### Dataset extract
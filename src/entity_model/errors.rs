//! # Entity Model Error Types
//!
//! Error handling for entity model construction, manifest parsing, and
//! structural validation.
//!
//! ## Error Categories
//!
//! - **Lookup Errors**: Unmapped entity types, unknown base types
//! - **Structural Errors**: Duplicate entities/columns, invalid hierarchies
//! - **Manifest Errors**: File I/O and parsing issues during model loading
//!
//! When returning lookup errors from deeper layers, prefer the context
//! helpers so the message says what was being resolved:
//!
//! ```ignore
//! EntityModelError::entity_not_found_with_context(
//!     "Student",
//!     "While resolving base type of `GraduateStudent`"
//! )
//! ```

use thiserror::Error;

#[derive(Debug, Clone, Error, PartialEq)]
pub enum EntityModelError {
    #[error("No entity type found for `{entity}` (is it declared in the model?)")]
    EntityNotFound { entity: String },
    #[error("Duplicate entity type `{entity}` in model")]
    DuplicateEntity { entity: String },
    #[error("Entity `{entity}` references unknown base type `{base}`")]
    UnknownBaseType { entity: String, base: String },
    #[error("Base type cycle detected through entity `{entity}`")]
    BaseTypeCycle { entity: String },
    #[error("Entity `{entity}` has no table name and is not part of a hierarchy with one")]
    MissingTable { entity: String },
    #[error("Derived entity `{entity}` must not declare its own table (single-table inheritance maps the hierarchy to the root's table)")]
    TableOnDerivedType { entity: String },
    #[error("Derived entity `{entity}` must not declare a discriminator column (only hierarchy roots may)")]
    DiscriminatorOnDerivedType { entity: String },
    #[error("Duplicate column `{column}` in hierarchy rooted at `{root}`")]
    DuplicateColumn { column: String, root: String },
    #[error("Invalid identifier `{name}` (identifiers must match [A-Za-z_][A-Za-z0-9_]*)")]
    InvalidIdentifier { name: String },
    #[error("Failed to read model manifest: {error}")]
    ManifestReadError { error: String },
    #[error("Failed to parse model manifest: {error}")]
    ManifestParseError { error: String },
    #[error("Invalid model: {message}")]
    InvalidModel { message: String },
}

/// Helper methods for creating errors with context information
impl EntityModelError {
    /// Create an EntityNotFound error with context information
    pub fn entity_not_found_with_context(
        entity: impl Into<String>,
        context: impl Into<String>,
    ) -> Self {
        let entity = entity.into();
        let ctx = context.into();
        EntityModelError::EntityNotFound {
            entity: format!("{}\n  Context: {}", entity, ctx),
        }
    }

    /// Create an InvalidModel error with context information
    pub fn invalid_model_with_context(
        message: impl Into<String>,
        context: impl Into<String>,
    ) -> Self {
        let msg = message.into();
        let ctx = context.into();
        EntityModelError::InvalidModel {
            message: format!("{}\n  Context: {}", msg, ctx),
        }
    }
}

### Problem details
Write out again, exactly as they appear above, the lines from the one containing "errors with context information" to the final line, and only those.

### Exercise output
/// Helper methods for creating errors with context information
impl EntityModelError {
    /// Create an EntityNotFound error with context information
    pub fn entity_not_found_with_context(
        entity: impl Into<String>,
        context: impl Into<String>,
    ) -> Self {
        let entity = entity.into();
        let ctx = context.into();
        EntityModelError::EntityNotFound {
            entity: format!("{}\n  Context: {}", entity, ctx),
        }
    }

    /// Create an InvalidModel error with context information
    pub fn invalid_model_with_context(
        message: impl Into<String>,
        context: impl Into<String>,
    ) -> Self {
        let msg = message.into();
        let ctx = context.into();
        EntityModelError::InvalidModel {
            message: format!("{}\n  Context: {}", msg, ctx),
        }
    }
}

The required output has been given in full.